• **Description of the task**
When the line containing "events.push(event);" appears in the data below, begin copying there and stop only after the line containing "pub fn pointer(&self)".

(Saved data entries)
::::

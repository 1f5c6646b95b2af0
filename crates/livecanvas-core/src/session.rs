//! An editing session: one canvas, its sync adapter, a transport and a renderer.
//!
//! Input mutates the local canvas and is written through to storage right
//! away. Rendering happens in [`Session::tick`], which rebuilds the canvas
//! from storage when it changed and draws at most once per render interval.

use std::time::Instant;

use kurbo::{Point, Vec2};

use crate::canvas::{Canvas, CanvasEdit};
use crate::collaboration::SyncAdapter;
use crate::comments::{CommentError, ThreadId};
use crate::crdt::CrdtError;
use crate::input::{Action, KeyEvent, PointerEvent};
use crate::presence::{CursorMode, ReactionEvent};
use crate::render::{RenderContext, Renderer};
use crate::shapes::{ShapeAttribute, ShapeId};
use crate::sync::{SyncEvent, Transport, TransportEvent};
use crate::throttle::Throttle;

pub struct Session<R: Renderer> {
    pub canvas: Canvas,
    adapter: SyncAdapter,
    transport: Option<Box<dyn Transport>>,
    /// Room to join whenever the transport connects.
    room: Option<String>,
    renderer: R,
    render_throttle: Throttle,
    needs_render: bool,
    /// Display name used for comments.
    author: String,
    /// Anchor picked with the comment tool, waiting for a body.
    comment_anchor: Option<Point>,
    last_pointer: Option<Point>,
    undo_group_open: bool,
}

impl<R: Renderer> Session<R> {
    pub fn new(renderer: R) -> Self {
        Self::with_adapter(SyncAdapter::new(), renderer)
    }

    pub fn with_adapter(adapter: SyncAdapter, renderer: R) -> Self {
        Self {
            canvas: Canvas::new(),
            adapter,
            transport: None,
            room: None,
            renderer,
            render_throttle: Throttle::default(),
            needs_render: true,
            author: "Anonymous".to_string(),
            comment_anchor: None,
            last_pointer: None,
            undo_group_open: false,
        }
    }

    pub fn set_author(&mut self, author: impl Into<String>) {
        self.author = author.into();
    }

    pub fn adapter(&self) -> &SyncAdapter {
        &self.adapter
    }

    pub fn adapter_mut(&mut self) -> &mut SyncAdapter {
        &mut self.adapter
    }

    pub fn renderer(&self) -> &R {
        &self.renderer
    }

    /// Attach a transport and join `room` once it is connected.
    pub fn connect(&mut self, transport: Box<dyn Transport>, room: impl Into<String>) {
        let room = room.into();
        if transport.is_connected() {
            self.adapter.join_room(&room);
        }
        self.room = Some(room);
        self.transport = Some(transport);
    }

    /// Leave the room and drop the transport.
    pub fn disconnect(&mut self) {
        self.adapter.leave_room();
        self.flush_outgoing();
        self.transport = None;
        self.room = None;
        self.adapter.connection_lost();
    }

    pub fn is_connected(&self) -> bool {
        self.transport.as_ref().is_some_and(|t| t.is_connected())
    }

    // --- Input ---

    /// Route a pointer event to the canvas and write the resulting edits
    /// through to storage.
    pub fn handle_pointer(&mut self, event: &PointerEvent, now: Instant) -> Result<(), CrdtError> {
        self.last_pointer = event.position();
        self.adapter.set_cursor(event.position(), now);

        if let CursorMode::Reaction { reaction, .. } = self.adapter.presence().mode.clone() {
            self.handle_reaction_pointer(event, reaction, now);
            return Ok(());
        }

        // One drag or draw is one undo step.
        if matches!(event, PointerEvent::Down { .. }) && !self.undo_group_open {
            self.adapter.start_undo_group();
            self.undo_group_open = true;
        }

        let edits = self.canvas.handle_pointer(event);
        let result = self.adapter.apply_edits(&self.canvas, &edits);
        if !edits.is_empty() {
            self.needs_render = true;
        }

        if matches!(event, PointerEvent::Up { .. } | PointerEvent::Leave) && self.undo_group_open {
            self.adapter.end_undo_group();
            self.undo_group_open = false;
        }
        if let Some(anchor) = self.canvas.take_pending_comment() {
            self.comment_anchor = Some(anchor);
        }
        self.adapter
            .set_presence_selection(self.canvas.selection.first().copied());
        result
    }

    fn handle_reaction_pointer(&mut self, event: &PointerEvent, reaction: String, now: Instant) {
        match *event {
            PointerEvent::Down { position, .. } => {
                self.adapter.send_reaction(
                    ReactionEvent {
                        x: position.x,
                        y: position.y,
                        value: reaction.clone(),
                    },
                    now,
                );
                self.adapter.set_cursor_mode(CursorMode::Reaction {
                    reaction,
                    is_pressed: true,
                });
                self.needs_render = true;
            }
            PointerEvent::Up { .. } | PointerEvent::Leave => {
                self.adapter.set_cursor_mode(CursorMode::Reaction {
                    reaction,
                    is_pressed: false,
                });
            }
            PointerEvent::Move { .. } => {}
        }
    }

    /// Handle a key press. Returns the action it triggered, if any.
    pub fn handle_key(&mut self, event: &KeyEvent) -> Result<Option<Action>, CrdtError> {
        if let CursorMode::Chat {
            message,
            previous_message,
        } = self.adapter.presence().mode.clone()
        {
            self.handle_chat_key(event, message, previous_message);
            return Ok(None);
        }

        let Some(action) = Action::from_key(event) else {
            return Ok(None);
        };
        match action {
            Action::DeleteSelection => {
                let edits = self.canvas.delete_selected();
                self.write_edits(&edits)?;
            }
            Action::Undo => {
                self.adapter.undo();
            }
            Action::Redo => {
                self.adapter.redo();
            }
            Action::Copy => {
                self.canvas.copy_selection();
            }
            Action::Paste => {
                let edits = self.canvas.paste();
                self.write_edits(&edits)?;
            }
            Action::SelectAll => {
                self.canvas.select_all();
                self.needs_render = true;
            }
            Action::StartChat => self.adapter.set_cursor_mode(CursorMode::Chat {
                message: String::new(),
                previous_message: None,
            }),
            Action::OpenReactions => self.adapter.set_cursor_mode(CursorMode::ReactionSelector),
            Action::Escape => {
                self.canvas.cancel_interaction();
                self.comment_anchor = None;
                self.adapter.set_cursor_mode(CursorMode::Hidden);
            }
        }
        self.adapter
            .set_presence_selection(self.canvas.selection.first().copied());
        Ok(Some(action))
    }

    /// Keys typed while the chat bubble is open edit the message.
    fn handle_chat_key(&mut self, event: &KeyEvent, mut message: String, previous: Option<String>) {
        let mode = match event.key.as_str() {
            "Escape" => CursorMode::Hidden,
            "Enter" => CursorMode::Chat {
                previous_message: Some(message),
                message: String::new(),
            },
            "Backspace" => {
                message.pop();
                CursorMode::Chat {
                    message,
                    previous_message: previous,
                }
            }
            key if key.chars().count() == 1 && !event.modifiers.command() => {
                message.push_str(key);
                CursorMode::Chat {
                    message,
                    previous_message: previous,
                }
            }
            _ => return,
        };
        self.adapter.set_cursor_mode(mode);
    }

    // --- Editing ---

    /// Apply an attribute to every selected shape that supports it.
    /// Returns how many shapes changed.
    pub fn apply_attribute(&mut self, attribute: &ShapeAttribute) -> Result<usize, CrdtError> {
        let edits = self.canvas.apply_to_selection(attribute);
        self.write_edits(&edits)?;
        Ok(edits.len())
    }

    /// Replace the content of a text shape. Returns false if `id` is not text.
    pub fn set_text(&mut self, id: ShapeId, content: &str) -> Result<bool, CrdtError> {
        let Some(edit) = self.canvas.set_text(id, content) else {
            return Ok(false);
        };
        self.write_edits(&[edit])?;
        Ok(true)
    }

    /// Move the selection by `delta`, as one undo step.
    pub fn nudge_selection(&mut self, delta: Vec2) -> Result<(), CrdtError> {
        let edits = self.canvas.translate_selection(delta);
        self.write_edits(&edits)
    }

    /// Raise the selection above every other shape, keeping its own order.
    pub fn bring_selection_to_front(&mut self) -> Result<bool, CrdtError> {
        let ids = self.selection_in_z_order();
        self.reorder(ids, SyncAdapter::bring_to_front)
    }

    /// Lower the selection below every other shape, keeping its own order.
    pub fn send_selection_to_back(&mut self) -> Result<bool, CrdtError> {
        let mut ids = self.selection_in_z_order();
        ids.reverse();
        self.reorder(ids, SyncAdapter::send_to_back)
    }

    /// Move each selected shape one layer up.
    pub fn bring_selection_forward(&mut self) -> Result<bool, CrdtError> {
        let mut ids = self.selection_in_z_order();
        ids.reverse();
        self.reorder(ids, SyncAdapter::bring_forward)
    }

    /// Move each selected shape one layer down.
    pub fn send_selection_backward(&mut self) -> Result<bool, CrdtError> {
        let ids = self.selection_in_z_order();
        self.reorder(ids, SyncAdapter::send_backward)
    }

    fn selection_in_z_order(&self) -> Vec<ShapeId> {
        self.canvas
            .document
            .shapes_ordered()
            .map(|shape| shape.id())
            .filter(|&id| self.canvas.is_selected(id))
            .collect()
    }

    fn reorder(
        &mut self,
        ids: Vec<ShapeId>,
        op: fn(&mut SyncAdapter, ShapeId) -> Result<bool, CrdtError>,
    ) -> Result<bool, CrdtError> {
        self.adapter.start_undo_group();
        let mut moved = false;
        let mut result = Ok(());
        for id in ids {
            match op(&mut self.adapter, id) {
                Ok(m) => moved |= m,
                Err(e) => {
                    result = Err(e);
                    break;
                }
            }
        }
        self.adapter.end_undo_group();
        result?;
        Ok(moved)
    }

    /// Write local edits through to storage as one undo step.
    fn write_edits(&mut self, edits: &[CanvasEdit]) -> Result<(), CrdtError> {
        if edits.is_empty() {
            return Ok(());
        }
        self.adapter.start_undo_group();
        let result = self.adapter.apply_edits(&self.canvas, edits);
        self.adapter.end_undo_group();
        result?;
        self.needs_render = true;
        Ok(())
    }

    /// Switch the cursor to a reaction picked from the selector.
    pub fn select_reaction(&mut self, reaction: impl Into<String>) {
        self.adapter.set_cursor_mode(CursorMode::Reaction {
            reaction: reaction.into(),
            is_pressed: false,
        });
    }

    /// The anchor picked with the comment tool, if a comment is being drafted.
    pub fn comment_anchor(&self) -> Option<Point> {
        self.comment_anchor
    }

    /// Create a thread at the drafted anchor.
    pub fn submit_comment(&mut self, body: &str) -> Result<Option<ThreadId>, CommentError> {
        let Some(anchor) = self.comment_anchor else {
            return Ok(None);
        };
        let id = self.adapter.create_thread(anchor, &self.author, body)?;
        self.comment_anchor = None;
        Ok(Some(id))
    }

    // --- Network ---

    /// Move transport events into the adapter and send queued messages.
    pub fn poll_network(&mut self, now: Instant) -> Vec<SyncEvent> {
        let mut events = Vec::new();
        let incoming = match self.transport.as_mut() {
            Some(transport) => transport.poll_events(),
            None => return events,
        };

        for event in incoming {
            match event {
                TransportEvent::Connected => {
                    log::info!("Transport connected");
                    if let Some(room) = self.room.clone() {
                        self.adapter.join_room(&room);
                    }
                }
                TransportEvent::Disconnected => {
                    log::info!("Transport disconnected");
                    self.adapter.connection_lost();
                    self.needs_render = true;
                }
                TransportEvent::Error(e) => log::warn!("Transport error: {}", e),
                TransportEvent::Message(json) => {
                    if let Some(event) = self.adapter.handle_message_at(&json, now) {
                        if matches!(
                            event,
                            SyncEvent::PresenceUpdated { .. }
                                | SyncEvent::PeerLeft { .. }
                                | SyncEvent::Broadcast { .. }
                        ) {
                            self.needs_render = true;
                        }
                        events.push(event);
                    }
                }
            }
        }

        self.adapter.flush_presence(now);
        self.flush_outgoing();
        events
    }

    fn flush_outgoing(&mut self) {
        let Some(transport) = self.transport.as_mut() else {
            return;
        };
        if !transport.is_connected() {
            return;
        }
        for msg in self.adapter.take_outgoing() {
            if let Err(e) = transport.send(&msg) {
                log::warn!("Failed to send message: {}", e);
                break;
            }
        }
    }

    // --- Rendering ---

    /// Rebuild the canvas if storage changed and draw a frame when the
    /// render throttle allows. Returns true if a frame was drawn.
    pub fn tick(&mut self, now: Instant) -> bool {
        if self.adapter.take_storage_changed() {
            self.adapter.render_canvas(&mut self.canvas);
            self.needs_render = true;
        }
        if !self.adapter.reactions().is_empty() {
            self.adapter.prune_reactions(now);
            self.needs_render = true;
        }
        if !self.needs_render || !self.render_throttle.ready(now) {
            return false;
        }

        let threads = self.adapter.ordered_threads();
        let cursors = self
            .adapter
            .roster()
            .visible_cursors()
            .map(|(id, cursor)| (id.as_str(), cursor))
            .collect();
        let reactions = self.adapter.reactions().active(now).collect();
        let ctx = RenderContext::new(&self.canvas)
            .with_threads(&threads)
            .with_cursors(cursors)
            .with_reactions(reactions);
        self.renderer.render(&ctx);
        self.needs_render = false;
        true
    }

    /// Last pointer position on the canvas.
    pub fn pointer(&self) -> Option<Point> {
        self.last_pointer
    }
}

::::

• **Exercise response**
                        events.push(event);
                    }
                }
            }
        }

        self.adapter.flush_presence(now);
        self.flush_outgoing();
        events
    }

    fn flush_outgoing(&mut self) {
        let Some(transport) = self.transport.as_mut() else {
            return;
        };
        if !transport.is_connected() {
            return;
        }
        for msg in self.adapter.take_outgoing() {
            if let Err(e) = transport.send(&msg) {
                log::warn!("Failed to send message: {}", e);
                break;
            }
        }
    }

    // --- Rendering ---

    /// Rebuild the canvas if storage changed and draw a frame when the
    /// render throttle allows. Returns true if a frame was drawn.
    pub fn tick(&mut self, now: Instant) -> bool {
        if self.adapter.take_storage_changed() {
            self.adapter.render_canvas(&mut self.canvas);
            self.needs_render = true;
        }
        if !self.adapter.reactions().is_empty() {
            self.adapter.prune_reactions(now);
            self.needs_render = true;
        }
        if !self.needs_render || !self.render_throttle.ready(now) {
            return false;
        }

        let threads = self.adapter.ordered_threads();
        let cursors = self
            .adapter
            .roster()
            .visible_cursors()
            .map(|(id, cursor)| (id.as_str(), cursor))
            .collect();
        let reactions = self.adapter.reactions().active(now).collect();
        let ctx = RenderContext::new(&self.canvas)
            .with_threads(&threads)
            .with_cursors(cursors)
            .with_reactions(reactions);
        self.renderer.render(&ctx);
        self.needs_render = false;
        true
    }

    /// Last pointer position on the canvas.
    pub fn pointer(&self) -> Option<Point> {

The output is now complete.